*Prompt*.
Output each record exactly. Leave none out.

= = = = = = =

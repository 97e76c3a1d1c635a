// src/ingest/mod.rs
pub mod aggregate;
pub mod daily;
pub mod fanout;
pub mod providers;
pub mod query;
pub mod types;

use chrono::NaiveDate;
use metrics::{describe_counter, describe_gauge, describe_histogram};
use once_cell::sync::OnceCell;

/// One-time metrics registration (so series show up on /metrics).
pub(crate) fn ensure_metrics_described() {
    static ONCE: OnceCell<()> = OnceCell::new();
    ONCE.get_or_init(|| {
        describe_counter!("harvest_fetch_total", "Provider search calls issued.");
        describe_counter!(
            "harvest_provider_errors_total",
            "Provider calls that ended in FetchFailed."
        );
        describe_counter!(
            "harvest_no_results_total",
            "Provider calls that matched nothing after filtering."
        );
        describe_counter!(
            "harvest_records_total",
            "Normalized records merged by the aggregator."
        );
        describe_counter!(
            "harvest_records_archived_total",
            "Records newly written to the dated store."
        );
        describe_counter!(
            "harvest_archive_skipped_total",
            "Records the dated store refused (bad date, charset, io)."
        );
        describe_histogram!("harvest_fetch_ms", "Provider round-trip in milliseconds.");
        describe_gauge!(
            "harvest_last_run_ts",
            "Unix ts when a fan-out run last finished."
        );
    });
}

/// Date portion of a provider timestamp: everything before the first `T`.
/// Absent or empty input gives `None`.
pub fn date_part(raw: Option<&str>) -> Option<String> {
    let raw = raw?;
    if raw.is_empty() {
        return None;
    }
    let day = raw.split('T').next().unwrap_or(raw);
    Some(day.to_string())
}

/// `YYYY-MM-DD` form used for todayOnly comparisons and file names.
pub fn day_string(day: NaiveDate) -> String {
    day.format("%Y-%m-%d").to_string()
}

/// todayOnly check against the provider's own publish-time field.
pub fn published_on(raw: Option<&str>, today: NaiveDate) -> bool {
    date_part(raw).is_some_and(|d| d == day_string(today))
}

= = = = = = =

*Expected answer*.
repository 97e76c3a1d1c635a
// src/ingest/mod.rs
pub mod aggregate;
pub mod daily;
pub mod fanout;
pub mod providers;
pub mod query;
pub mod types;

use chrono::NaiveDate;
use metrics::{describe_counter, describe_gauge, describe_histogram};
use once_cell::sync::OnceCell;

/// One-time metrics registration (so series show up on /metrics).
pub(crate) fn ensure_metrics_described() {
    static ONCE: OnceCell<()> = OnceCell::new();
    ONCE.get_or_init(|| {
        describe_counter!("harvest_fetch_total", "Provider search calls issued.");
        describe_counter!(
            "harvest_provider_errors_total",
            "Provider calls that ended in FetchFailed."
        );
        describe_counter!(
            "harvest_no_results_total",
            "Provider calls that matched nothing after filtering."
        );
        describe_counter!(
            "harvest_records_total",
            "Normalized records merged by the aggregator."
        );
        describe_counter!(
            "harvest_records_archived_total",
            "Records newly written to the dated store."
        );
        describe_counter!(
            "harvest_archive_skipped_total",
            "Records the dated store refused (bad date, charset, io)."
        );
        describe_histogram!("harvest_fetch_ms", "Provider round-trip in milliseconds.");
        describe_gauge!(
            "harvest_last_run_ts",
            "Unix ts when a fan-out run last finished."
        );
    });
}

/// Date portion of a provider timestamp: everything before the first `T`.
/// Absent or empty input gives `None`.
pub fn date_part(raw: Option<&str>) -> Option<String> {
    let raw = raw?;
    if raw.is_empty() {
        return None;
    }
    let day = raw.split('T').next().unwrap_or(raw);
    Some(day.to_string())
}

/// `YYYY-MM-DD` form used for todayOnly comparisons and file names.
pub fn day_string(day: NaiveDate) -> String {
    day.format("%Y-%m-%d").to_string()
}

/// todayOnly check against the provider's own publish-time field.
pub fn published_on(raw: Option<&str>, today: NaiveDate) -> bool {
    date_part(raw).is_some_and(|d| d == day_string(today))
}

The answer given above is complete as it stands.